Focused, high-dose radiotherapy doses may prolong survival and the interval to subsequent therapy for patients with advanced prostate cancer.
Although outcomes for patients with low-risk or early-stage prostate cancer appear to be good, ongoing work seeks to improve treatment for those with advanced or potentially metastatic disease, according to Curtiland Deville Jr, MD.
Deville spoke with CancerNetwork® about how he hoped to see the radiation oncology field evolve with respect to the management of prostate cancer. In particular, he highlighted efforts related to treating patients with oligometastatic disease via novel imaging tracers that can administer focused, high-dose radiation. Although this modality may not yield curative outcomes, he described how treatment can prolong survival and extend the time to subsequent therapies such as hormonal agents or androgen deprivation therapy, which may be associated with adverse effects and detriments to quality of life.
Deville is the medical director of the Johns Hopkins Proton Therapy Center and clinical director of radiation oncology at Johns Hopkins Kimmel Cancer Center at Sibley Memorial Hospital.
Transcript:
For prostate cancer, especially in early-stage disease, low-risk [disease], and what we call low-risk or intermediate-risk prostate cancer, our outcomes are very good. Cure rates and success rates are very good. [For] our patients who have more advanced disease or are just on the brink of potentially having metastasis and incurable disease, the outcomes can still be limited. Our efficacy and our cure rates can still be limited, so there’s room for improvement in terms of being able to bump up those cure rates and lower the risk of recurrence in [patients with] high-risk [disease].

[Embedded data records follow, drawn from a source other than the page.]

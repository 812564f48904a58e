//! Parameter search over an ansatz template
//!
//! A search substitutes candidate parameter vectors into the template,
//! scores each numeric instance with the caller's objective and keeps the
//! best one. Failing, panicking or timed-out evaluations score the worst
//! value for the search direction and the search continues.
//!
//! Strategies implement [`SearchStrategy`]; [`SearchMode`] selects one of
//! the built-in ones:
//!
//! - [`RandomSearch`]: independent uniform draws within the ranges
//! - [`NelderMead`]: bounded simplex local search, restarted from uniform draws

mod nelder_mead;
mod random;

pub use nelder_mead::NelderMead;
pub use random::RandomSearch;

use crate::objective::GuardedObjective;
use crate::substitution::substitute;
use ansatz_dsl::{AnsatzError, AnsatzResult, Expr};
use rand::rngs::StdRng;
use rand::Rng;
use serde::{Deserialize, Serialize};
use std::fmt;
use std::str::FromStr;
use std::time::Duration;
use tracing::debug;

/// Which built-in strategy drives the search
#[derive(Clone, Copy, Debug, Default, PartialEq, Eq, Serialize, Deserialize)]
#[serde(rename_all = "lowercase")]
pub enum SearchMode {
    #[default]
    Random,
    Optimize,
}

impl fmt::Display for SearchMode {
    fn fmt(&self, f: &mut fmt::Formatter<'_>) -> fmt::Result {
        match self {
            Self::Random => write!(f, "random"),
            Self::Optimize => write!(f, "optimize"),
        }
    }
}

impl FromStr for SearchMode {
    type Err = AnsatzError;

    fn from_str(s: &str) -> Result<Self, Self::Err> {
        match s.trim().to_ascii_lowercase().as_str() {
            "random" => Ok(Self::Random),
            "optimize" => Ok(Self::Optimize),
            other => Err(AnsatzError::InvalidSearch(format!(
                "unknown search mode '{}' (expected 'random' or 'optimize')",
                other
            ))),
        }
    }
}

/// Whether lower or higher scores are better
#[derive(Clone, Copy, Debug, PartialEq, Eq)]
pub enum Direction {
    Minimize,
    Maximize,
}

impl Direction {
    /// Score assigned to failed evaluations
    pub fn worst(self) -> f64 {
        match self {
            Self::Minimize => f64::INFINITY,
            Self::Maximize => f64::NEG_INFINITY,
        }
    }

    /// Strictly better; ties keep the incumbent
    pub fn is_better(self, candidate: f64, incumbent: f64) -> bool {
        match self {
            Self::Minimize => candidate < incumbent,
            Self::Maximize => candidate > incumbent,
        }
    }

    /// Sign that turns this direction into minimization
    pub(crate) fn sign(self) -> f64 {
        match self {
            Self::Minimize => 1.0,
            Self::Maximize => -1.0,
        }
    }
}

/// Search configuration
#[derive(Clone, Debug, PartialEq, Serialize, Deserialize)]
#[serde(default)]
pub struct SearchConfig {
    /// Strategy to use
    pub mode: SearchMode,
    /// Random draws (random mode) or restarts (optimize mode); at least 1
    pub trial_num: usize,
    /// Minimize the objective when true, maximize otherwise
    pub do_minimize: bool,
    /// Wall-clock bound per objective call
    pub timeout_ms: Option<u64>,
    /// Seed for candidate draws; entropy when absent
    pub seed: Option<u64>,
    /// Simplex iterations per restart (optimize mode)
    pub max_iterations: usize,
    /// Score spread at which a restart is considered converged (optimize mode)
    pub tolerance: f64,
}

impl Default for SearchConfig {
    fn default() -> Self {
        Self {
            mode: SearchMode::Random,
            trial_num: 100,
            do_minimize: true,
            timeout_ms: None,
            seed: None,
            max_iterations: 200,
            tolerance: 1e-8,
        }
    }
}

impl SearchConfig {
    pub fn with_mode(mut self, mode: SearchMode) -> Self {
        self.mode = mode;
        self
    }

    pub fn with_trials(mut self, trial_num: usize) -> Self {
        self.trial_num = trial_num;
        self
    }

    pub fn minimize(mut self) -> Self {
        self.do_minimize = true;
        self
    }

    pub fn maximize(mut self) -> Self {
        self.do_minimize = false;
        self
    }

    /// Per-evaluation time limit, rounded up to whole milliseconds.
    ///
    /// A call that runs past the limit is scored as a failure, but its worker
    /// thread keeps running until the objective returns on its own. An
    /// objective that never returns leaks one thread per timed-out call.
    pub fn with_timeout(mut self, timeout: Duration) -> Self {
        let millis = timeout.as_nanos().div_ceil(1_000_000);
        self.timeout_ms = Some(u64::try_from(millis).unwrap_or(u64::MAX));
        self
    }

    pub fn with_seed(mut self, seed: u64) -> Self {
        self.seed = Some(seed);
        self
    }

    pub fn with_max_iterations(mut self, max_iterations: usize) -> Self {
        self.max_iterations = max_iterations;
        self
    }

    pub fn timeout(&self) -> Option<Duration> {
        self.timeout_ms.map(Duration::from_millis)
    }

    pub fn direction(&self) -> Direction {
        if self.do_minimize {
            Direction::Minimize
        } else {
            Direction::Maximize
        }
    }

    /// Check everything that does not depend on the template
    pub fn validate(&self, param_ranges: &[(f64, f64)]) -> AnsatzResult<()> {
        if self.trial_num < 1 {
            return Err(AnsatzError::InvalidSearch(
                "trial_num must be at least 1".into(),
            ));
        }
        if self.mode == SearchMode::Optimize && self.max_iterations < 1 {
            return Err(AnsatzError::InvalidSearch(
                "max_iterations must be at least 1".into(),
            ));
        }
        if self.tolerance.is_nan() || self.tolerance < 0.0 {
            return Err(AnsatzError::InvalidSearch(format!(
                "tolerance must be non-negative, got {}",
                self.tolerance
            )));
        }
        if self.timeout_ms == Some(0) {
            return Err(AnsatzError::InvalidSearch(
                "timeout must be at least 1 ms".into(),
            ));
        }
        for (i, &(lo, hi)) in param_ranges.iter().enumerate() {
            // The width must be finite too, or uniform sampling overflows
            if !lo.is_finite() || !hi.is_finite() || lo > hi || !(hi - lo).is_finite() {
                return Err(AnsatzError::InvalidSearch(format!(
                    "range for param{} must be finite with min <= max, got ({}, {})",
                    i + 1,
                    lo,
                    hi
                )));
            }
        }
        Ok(())
    }

    /// The built-in strategy this configuration selects
    pub fn strategy(&self) -> Box<dyn SearchStrategy> {
        match self.mode {
            SearchMode::Random => Box::new(RandomSearch::new(self.trial_num)),
            SearchMode::Optimize => Box::new(NelderMead::new(
                self.trial_num,
                self.max_iterations,
                self.tolerance,
            )),
        }
    }
}

/// Best candidate found by a search
#[derive(Clone, Debug, PartialEq, Serialize, Deserialize)]
pub struct SearchOutcome {
    pub best_params: Vec<f64>,
    pub best_score: f64,
    /// Objective calls made
    pub evaluations: usize,
    /// Calls that failed, panicked or timed out
    pub failures: usize,
}

/// A search strategy explores the parameter box of a [`Problem`]
pub trait SearchStrategy {
    fn search(&mut self, problem: &mut Problem<'_>, rng: &mut StdRng);

    /// Strategy name for logging
    fn name(&self) -> &'static str;
}

/// One search run: the template, its parameter box, the objective and the
/// best record so far
pub struct Problem<'a> {
    template: &'a Expr,
    ranges: &'a [(f64, f64)],
    objective: GuardedObjective,
    direction: Direction,
    best: Option<(Vec<f64>, f64)>,
    evaluations: usize,
    failures: usize,
}

impl<'a> Problem<'a> {
    pub fn new(
        template: &'a Expr,
        ranges: &'a [(f64, f64)],
        objective: GuardedObjective,
        direction: Direction,
    ) -> Self {
        Self {
            template,
            ranges,
            objective,
            direction,
            best: None,
            evaluations: 0,
            failures: 0,
        }
    }

    pub fn dimension(&self) -> usize {
        self.ranges.len()
    }

    pub fn ranges(&self) -> &[(f64, f64)] {
        self.ranges
    }

    pub fn direction(&self) -> Direction {
        self.direction
    }

    /// Uniform draw from the parameter box
    pub fn sample<R: Rng>(&self, rng: &mut R) -> Vec<f64> {
        self.ranges
            .iter()
            .map(|&(lo, hi)| if lo < hi { rng.gen_range(lo..=hi) } else { lo })
            .collect()
    }

    /// Clamp a point into the parameter box
    pub fn clamp(&self, point: &mut [f64]) {
        for (x, &(lo, hi)) in point.iter_mut().zip(self.ranges) {
            *x = x.clamp(lo, hi);
        }
    }

    /// Score one candidate and update the best record. Failures score
    /// [`Direction::worst`].
    pub fn evaluate(&mut self, params: &[f64]) -> f64 {
        let numeric = substitute(self.template, params).to_string();
        self.evaluations += 1;

        let score = match self.objective.score(&numeric) {
            Ok(score) => score,
            Err(err) => {
                self.failures += 1;
                debug!(candidate = %numeric, error = %err, "Candidate scored as worst case");
                self.direction.worst()
            }
        };

        let improved = match &self.best {
            None => true,
            Some((_, best)) => self.direction.is_better(score, *best),
        };
        if improved {
            self.best = Some((params.to_vec(), score));
        }
        score
    }

    pub fn best_score(&self) -> Option<f64> {
        self.best.as_ref().map(|(_, score)| *score)
    }

    pub fn evaluations(&self) -> usize {
        self.evaluations
    }

    /// Finish the run. A run that never evaluated reports the worst score.
    pub fn into_outcome(self) -> SearchOutcome {
        let (best_params, best_score) = self
            .best
            .unwrap_or_else(|| (Vec::new(), self.direction.worst()));
        SearchOutcome {
            best_params,
            best_score,
            evaluations: self.evaluations,
            failures: self.failures,
        }
    }
}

We are doing well within the spectrum of what we call oligometastasis, or limited sites of spread. Our new imaging tracers, our PSMA-PET scans, are able to pick up these very small, subcentimeter—5 mm or smaller in some cases—deposits of prostate cancer in the bone or a lymph node. What we found is that delivering focused, high-dose radiation and stereotactic radiation to those areas, even if it’s not curative, can prolong the survival and prolong the interval of needing other therapies that may have more [adverse] effects, like what’s known as hormonal therapy or androgen deprivation—needing to suppress the testosterone—which has its own host of quality-of-life [adverse] effects that many of our patients [have].
If we can continue to advance some of our radiation techniques and our targeting while minimizing [adverse] effects and sparing even in other treatments, we can continue to improve and provide our patients with better quality of life as we’re managing and controlling their disease.